▽

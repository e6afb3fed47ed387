//! Key-value sources the traversal reads from.

use std::collections::{BTreeMap, HashMap};
use std::env;

/// Read-only key lookup.
///
/// Keys are passed already upper-cased. Returns `None` when the key is not
/// present; a present key with an empty value returns `Some("")`.
pub trait EnvSource {
    fn lookup(&self, key: &str) -> Option<String>;
}

/// The live process environment.
///
/// Variables whose value is not valid Unicode are treated as absent.
#[derive(Debug, Clone, Copy, Default)]
pub struct ProcessEnv;

impl EnvSource for ProcessEnv {
    fn lookup(&self, key: &str) -> Option<String> {
        env::var(key).ok()
    }
}

/// Point-in-time copy of the process environment.
///
/// Later changes to the environment are not observed.
#[derive(Debug, Clone, Default)]
pub struct Snapshot {
    vars: HashMap<String, String>,
}

impl Snapshot {
    /// Capture the current process environment, skipping entries that are
    /// not valid Unicode.
    pub fn capture() -> Self {
        Self {
            vars: env::vars_os()
                .filter_map(|(key, value)| Some((key.into_string().ok()?, value.into_string().ok()?)))
                .collect(),
        }
    }
}

impl EnvSource for Snapshot {
    fn lookup(&self, key: &str) -> Option<String> {
        self.vars.get(key).cloned()
    }
}

impl FromIterator<(String, String)> for Snapshot {
    fn from_iter<I: IntoIterator<Item = (String, String)>>(iter: I) -> Self {
        Self {
            vars: iter.into_iter().collect(),
        }
    }
}

impl<S: std::hash::BuildHasher> EnvSource for HashMap<String, String, S> {
    fn lookup(&self, key: &str) -> Option<String> {
        self.get(key).cloned()
    }
}

impl EnvSource for BTreeMap<String, String> {
    fn lookup(&self, key: &str) -> Option<String> {
        self.get(key).cloned()
    }
}

impl<S: EnvSource + ?Sized> EnvSource for &S {
    fn lookup(&self, key: &str) -> Option<String> {
        (**self).lookup(key)
    }
}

△

In the listing, find every line with the word "impl" and return it.

impl EnvSource for ProcessEnv {
impl Snapshot {
impl EnvSource for Snapshot {
impl FromIterator<(String, String)> for Snapshot {
impl<S: std::hash::BuildHasher> EnvSource for HashMap<String, String, S> {
impl EnvSource for BTreeMap<String, String> {
impl<S: EnvSource + ?Sized> EnvSource for &S {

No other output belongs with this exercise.